On 14 January 2014 15:49, Tim Murphy <address@hidden> wrote:
> To some, using a spreadsheet might not seem like the most worthwhile
> way to visualise timing information.
> If it was me, I'd be far more concerned about whether I could write a
> script that could easily cope with all this information. Builds with
> hundreds of thousands of targets were common for me at one point and
> nowadays I do android stuff - how much is that? I think it's
> somewhere around 36,000.
> This scale makes spreadsheets relatively unimportant as an analysis
> tool and makes it necessary to pass information through a script to
> first extract or summarise the information to a level where humans can
> deal with it.
> a) an absolute start time and
> b) a duration
> ...are easy to process in scripts to reconstruct whatever form one
> needs - a spreadsheet for you and a different kind of special graph
> for me. Both examples of a profiling feature for make that I'm aware
> of already use this format to good effect.

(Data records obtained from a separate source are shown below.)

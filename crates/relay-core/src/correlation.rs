//! Copy-trade correlation hashing.
//!
//! Every replication instance is identified by a SHA-256 digest over the
//! master's username, ticket, and open time. The follower's client embeds a
//! truncated form of the digest in the broker "comment" field, so a mirrored
//! position can still be found after the broker re-tickets it.

use chrono::{DateTime, Utc};
use sha2::{Digest, Sha256};

/// Number of hash characters that fit in a broker comment.
pub const COMMENT_HASH_LEN: usize = 16;

/// Prefix the client writes in front of the truncated hash in the comment.
pub const COMMENT_TAG: &str = "CA:";

/// Compute the durable correlation hash for a master position.
///
/// The open time is rendered at seconds precision in UTC without a zone
/// suffix, matching what clients compute on their side.
pub fn copy_hash(master_username: &str, master_ticket: &str, open_time: &DateTime<Utc>) -> String {
    let input = format!(
        "{}_{}_{}",
        master_username,
        master_ticket,
        open_time.format("%Y-%m-%dT%H:%M:%S")
    );
    let mut hasher = Sha256::new();
    hasher.update(input.as_bytes());
    hex::encode(hasher.finalize())
}

/// The truncated form of a copy hash as it appears in a broker comment.
pub fn short_hash(hash: &str) -> &str {
    &hash[..hash.len().min(COMMENT_HASH_LEN)]
}

/// The full comment string the client writes on a mirrored position.
pub fn comment_tag(hash: &str) -> String {
    format!("{}{}", COMMENT_TAG, short_hash(hash))
}

/// Whether a broker comment refers to the given copy hash.
pub fn comment_matches(comment: &str, hash: &str) -> bool {
    let short = short_hash(hash);
    !short.is_empty() && comment.contains(short)
}

#[cfg(test)]
mod tests {
    use super::*;
    use chrono::TimeZone;

    #[test]
    fn test_hash_is_hex_sha256() {
        let open_time = Utc.with_ymd_and_hms(2025, 1, 9, 11, 11, 48).unwrap();
        let hash = copy_hash("mariosat2", "11046500", &open_time);
        assert_eq!(hash.len(), 64);
        assert!(hash.chars().all(|c| c.is_ascii_hexdigit()));
    }

    #[test]
    fn test_hash_is_deterministic() {
        let open_time = Utc.with_ymd_and_hms(2025, 1, 9, 11, 11, 48).unwrap();
        let a = copy_hash("mariosat2", "11046500", &open_time);
        let b = copy_hash("mariosat2", "11046500", &open_time);
        assert_eq!(a, b);
    }

    #[test]
    fn test_hash_varies_with_inputs() {
        let open_time = Utc.with_ymd_and_hms(2025, 1, 9, 11, 11, 48).unwrap();
        let base = copy_hash("mariosat2", "11046500", &open_time);
        assert_ne!(base, copy_hash("mariosat2", "11046501", &open_time));
        assert_ne!(base, copy_hash("mariosat", "11046500", &open_time));
        let later = Utc.with_ymd_and_hms(2025, 1, 9, 11, 11, 49).unwrap();
        assert_ne!(base, copy_hash("mariosat2", "11046500", &later));
    }

    #[test]
    fn test_comment_tag_truncates_to_sixteen() {
        let open_time = Utc.with_ymd_and_hms(2025, 1, 9, 11, 11, 48).unwrap();
        let hash = copy_hash("mariosat2", "11046500", &open_time);
        let tag = comment_tag(&hash);
        assert!(tag.starts_with("CA:"));
        assert_eq!(tag.len(), 3 + COMMENT_HASH_LEN);
        assert!(comment_matches(&tag, &hash));
    }

    #[test]
    fn test_comment_matches_without_tag_prefix() {
        let open_time = Utc.with_ymd_and_hms(2025, 1, 9, 11, 11, 48).unwrap();
        let hash = copy_hash("mariosat2", "11046500", &open_time);
        assert!(comment_matches(short_hash(&hash), &hash));
        assert!(!comment_matches("manual trade", &hash));
    }
}
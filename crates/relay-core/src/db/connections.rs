//! Database operations for cached terminal connections.

use crate::types::{normalize_margin_level, AccountInfoPayload, Mt5Connection};
use crate::Result;
use chrono::Utc;
use rust_decimal::Decimal;
use sqlx::PgPool;

/// Repository for per-user MT5 connection rows (one per user).
#[derive(Clone)]
pub struct ConnectionRepository {
    pool: PgPool,
}

impl ConnectionRepository {
    pub fn new(pool: PgPool) -> Self {
        Self { pool }
    }

    pub async fn find_by_user(&self, user_id: i64) -> Result<Option<Mt5Connection>> {
        let connection = sqlx::query_as("SELECT * FROM mt5_connections WHERE user_id = $1")
            .bind(user_id)
            .fetch_optional(&self.pool)
            .await?;
        Ok(connection)
    }

    /// Write the account summary from an account_update payload.
    ///
    /// The margin level is normalized before storage; see
    /// `normalize_margin_level` for the sentinel and recompute rules.
    pub async fn upsert_account(
        &self,
        user_id: i64,
        account: &AccountInfoPayload,
    ) -> Result<Mt5Connection> {
        let margin_level =
            normalize_margin_level(account.margin_level, account.equity, account.margin);
        let currency = account.currency.as_deref().unwrap_or("USD");

        let connection = sqlx::query_as(
            r#"
            INSERT INTO mt5_connections (
                user_id, login, is_connected, balance, equity, margin,
                free_margin, margin_level, currency, last_sync, created_at
            )
            VALUES ($1, $2, TRUE, $3, $4, $5, $6, $7, $8, $9, $9)
            ON CONFLICT (user_id) DO UPDATE SET
                login = COALESCE(EXCLUDED.login, mt5_connections.login),
                balance = EXCLUDED.balance,
                equity = EXCLUDED.equity,
                margin = EXCLUDED.margin,
                free_margin = EXCLUDED.free_margin,
                margin_level = EXCLUDED.margin_level,
                currency = EXCLUDED.currency,
                last_sync = EXCLUDED.last_sync
            RETURNING *
            "#,
        )
        .bind(user_id)
        .bind(account.login)
        .bind(account.balance)
        .bind(account.equity)
        .bind(account.margin)
        .bind(account.free_margin)
        .bind(margin_level)
        .bind(currency)
        .bind(Utc::now())
        .fetch_one(&self.pool)
        .await?;

        Ok(connection)
    }

    /// Flip the connected flag, optionally refreshing login/server.
    pub async fn set_connected(
        &self,
        user_id: i64,
        connected: bool,
        login: Option<i64>,
        server: Option<&str>,
    ) -> Result<Mt5Connection> {
        let connection = sqlx::query_as(
            r#"
            INSERT INTO mt5_connections (
                user_id, login, server, is_connected, balance, equity, margin,
                free_margin, margin_level, currency, last_sync, created_at
            )
            VALUES ($1, $2, $3, $4, 0, 0, 0, 0, 0, 'USD', $5, $5)
            ON CONFLICT (user_id) DO UPDATE SET
                is_connected = EXCLUDED.is_connected,
                login = COALESCE(EXCLUDED.login, mt5_connections.login),
                server = COALESCE(EXCLUDED.server, mt5_connections.server),
                last_sync = EXCLUDED.last_sync
            RETURNING *
            "#,
        )
        .bind(user_id)
        .bind(login)
        .bind(server)
        .bind(connected)
        .bind(Utc::now())
        .fetch_one(&self.pool)
        .await?;

        Ok(connection)
    }

    /// Cached equity for sizing, when the follower has synced an account.
    pub async fn equity_of(&self, user_id: i64) -> Result<Option<Decimal>> {
        let row: Option<(Decimal,)> =
            sqlx::query_as("SELECT equity FROM mt5_connections WHERE user_id = $1")
                .bind(user_id)
                .fetch_optional(&self.pool)
                .await?;
        Ok(row.map(|(equity,)| equity))
    }
}
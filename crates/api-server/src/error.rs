//! API error types and handling.

use axum::extract::rejection::JsonRejection;
use axum::http::StatusCode;
use axum::response::{IntoResponse, Response};
use axum::Json;
use serde::{Deserialize, Serialize};
use thiserror::Error;
use utoipa::ToSchema;

/// API error response body.
#[derive(Debug, Clone, Serialize, Deserialize, ToSchema)]
pub struct ErrorResponse {
    /// Error code for programmatic handling.
    pub code: String,
    /// Human-readable error message.
    pub detail: String,
}

impl ErrorResponse {
    pub fn new(code: impl Into<String>, detail: impl Into<String>) -> Self {
        Self {
            code: code.into(),
            detail: detail.into(),
        }
    }
}

/// API error type.
#[derive(Debug, Error)]
pub enum ApiError {
    #[error("Not found: {0}")]
    NotFound(String),

    #[error("Bad request: {0}")]
    BadRequest(String),

    #[error("Unauthorized: {0}")]
    Unauthorized(String),

    #[error("Forbidden: {0}")]
    Forbidden(String),

    #[error("Conflict: {0}")]
    Conflict(String),

    #[error("Gone: {0}")]
    Gone(String),

    #[error("Internal error: {0}")]
    Internal(String),

    #[error("Database error: {0}")]
    Database(#[from] sqlx::Error),

    #[error("Serialization error: {0}")]
    Serialization(#[from] serde_json::Error),

    #[error("Invalid JSON: {0}")]
    JsonRejection(String),
}

impl ApiError {
    /// Get the HTTP status code for this error.
    pub fn status_code(&self) -> StatusCode {
        match self {
            ApiError::NotFound(_) => StatusCode::NOT_FOUND,
            ApiError::BadRequest(_) => StatusCode::BAD_REQUEST,
            ApiError::Unauthorized(_) => StatusCode::UNAUTHORIZED,
            ApiError::Forbidden(_) => StatusCode::FORBIDDEN,
            ApiError::Conflict(_) => StatusCode::BAD_REQUEST,
            ApiError::Gone(_) => StatusCode::GONE,
            ApiError::Internal(_) => StatusCode::INTERNAL_SERVER_ERROR,
            ApiError::Database(_) => StatusCode::INTERNAL_SERVER_ERROR,
            ApiError::Serialization(_) => StatusCode::INTERNAL_SERVER_ERROR,
            ApiError::JsonRejection(_) => StatusCode::BAD_REQUEST,
        }
    }

    /// Get the error code string.
    pub fn error_code(&self) -> &'static str {
        match self {
            ApiError::NotFound(_) => "NOT_FOUND",
            ApiError::BadRequest(_) => "BAD_REQUEST",
            ApiError::Unauthorized(_) => "UNAUTHORIZED",
            ApiError::Forbidden(_) => "FORBIDDEN",
            ApiError::Conflict(_) => "CONFLICT",
            ApiError::Gone(_) => "GONE",
            ApiError::Internal(_) => "INTERNAL_ERROR",
            ApiError::Database(_) => "DATABASE_ERROR",
            ApiError::Serialization(_) => "SERIALIZATION_ERROR",
            ApiError::JsonRejection(_) => "INVALID_JSON",
        }
    }
}

impl From<relay_core::Error> for ApiError {
    fn from(e: relay_core::Error) -> Self {
        match e {
            relay_core::Error::Database(e) => ApiError::Database(e),
            relay_core::Error::Json(e) => ApiError::BadRequest(e.to_string()),
            relay_core::Error::Validation(msg) => ApiError::BadRequest(msg),
            relay_core::Error::NotFound(msg) => ApiError::NotFound(msg),
            other => ApiError::Internal(other.to_string()),
        }
    }
}

impl From<JsonRejection> for ApiError {
    fn from(rejection: JsonRejection) -> Self {
        tracing::warn!(error = %rejection, "JSON parsing failed");
        ApiError::JsonRejection(rejection.body_text())
    }
}

impl IntoResponse for ApiError {
    fn into_response(self) -> Response {
        let status = self.status_code();

        if status == StatusCode::INTERNAL_SERVER_ERROR {
            tracing::error!(
                error_code = self.error_code(),
                error = %self,
                "Internal server error"
            );
        }

        let body = ErrorResponse::new(self.error_code(), self.to_string());

        (status, Json(body)).into_response()
    }
}

/// Result type for API handlers.
pub type ApiResult<T> = Result<T, ApiError>;

#[cfg(test)]
mod tests {
    use super::*;

    #[test]
    fn test_status_codes_match_taxonomy() {
        assert_eq!(
            ApiError::Unauthorized("k".into()).status_code(),
            StatusCode::UNAUTHORIZED
        );
        assert_eq!(
            ApiError::Forbidden("m".into()).status_code(),
            StatusCode::FORBIDDEN
        );
        // Register conflicts surface as semantic 400s.
        assert_eq!(
            ApiError::Conflict("email".into()).status_code(),
            StatusCode::BAD_REQUEST
        );
        assert_eq!(ApiError::Gone("old".into()).status_code(), StatusCode::GONE);
        assert_eq!(
            ApiError::NotFound("master".into()).status_code(),
            StatusCode::NOT_FOUND
        );
    }

    #[test]
    fn test_error_body_has_detail_field() {
        let body = ErrorResponse::new("UNAUTHORIZED", "Invalid API key");
        let json = serde_json::to_value(&body).unwrap();
        assert_eq!(json["detail"], "Invalid API key");
        assert_eq!(json["code"], "UNAUTHORIZED");
    }
}
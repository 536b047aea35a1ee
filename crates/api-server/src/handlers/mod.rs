//! HTTP request handlers.

pub mod auth;
pub mod ea;
pub mod follows;
pub mod health;
pub mod marketplace;
pub mod trades;
pub mod users;
//! Error types for the copyrelay system.

use thiserror::Error;

#[derive(Error, Debug)]
pub enum Error {
    #[error("Database error: {0}")]
    Database(#[from] sqlx::Error),

    #[error("Database migration error: {0}")]
    Migration(#[from] sqlx::migrate::MigrateError),

    #[error("JSON serialization error: {0}")]
    Json(#[from] serde_json::Error),

    #[error("Configuration error: {message}")]
    Config { message: String },

    #[error("Validation error: {0}")]
    Validation(String),

    #[error("API key generation failed: {0}")]
    KeyGeneration(String),

    #[error("Not found: {0}")]
    NotFound(String),
}

pub type Result<T> = std::result::Result<T, Error>;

> It's also worth trying to produce these figures as each job finishes
> and then throw them away because then the build doesn't have to finish
> before one is able to process the data. You might use it, for example
> to provide progress information. e.g. if you keep information from a
> previous build and combine it with profiling information coming out of
> the new build you can guess how long is left.
> On 14 January 2014 13:48, Eddy Petrișor <address@hidden> wrote:
>> 2014/1/12 Paul Smith <address@hidden>:
>>> On Wed, 2013-12-18 at 13:28 +0200, Eddy Petrișor wrote:
>>>> Could you please confirm if the general direction of the the is OK in
>>>> the latest patch I sent?
>>> Conceptually it seems OK. I'm still not jazzed about having any more
>>> than one output format, and I'd prefer that format to be in a
>>> more-or-less readable form, more like the "long" form than the others.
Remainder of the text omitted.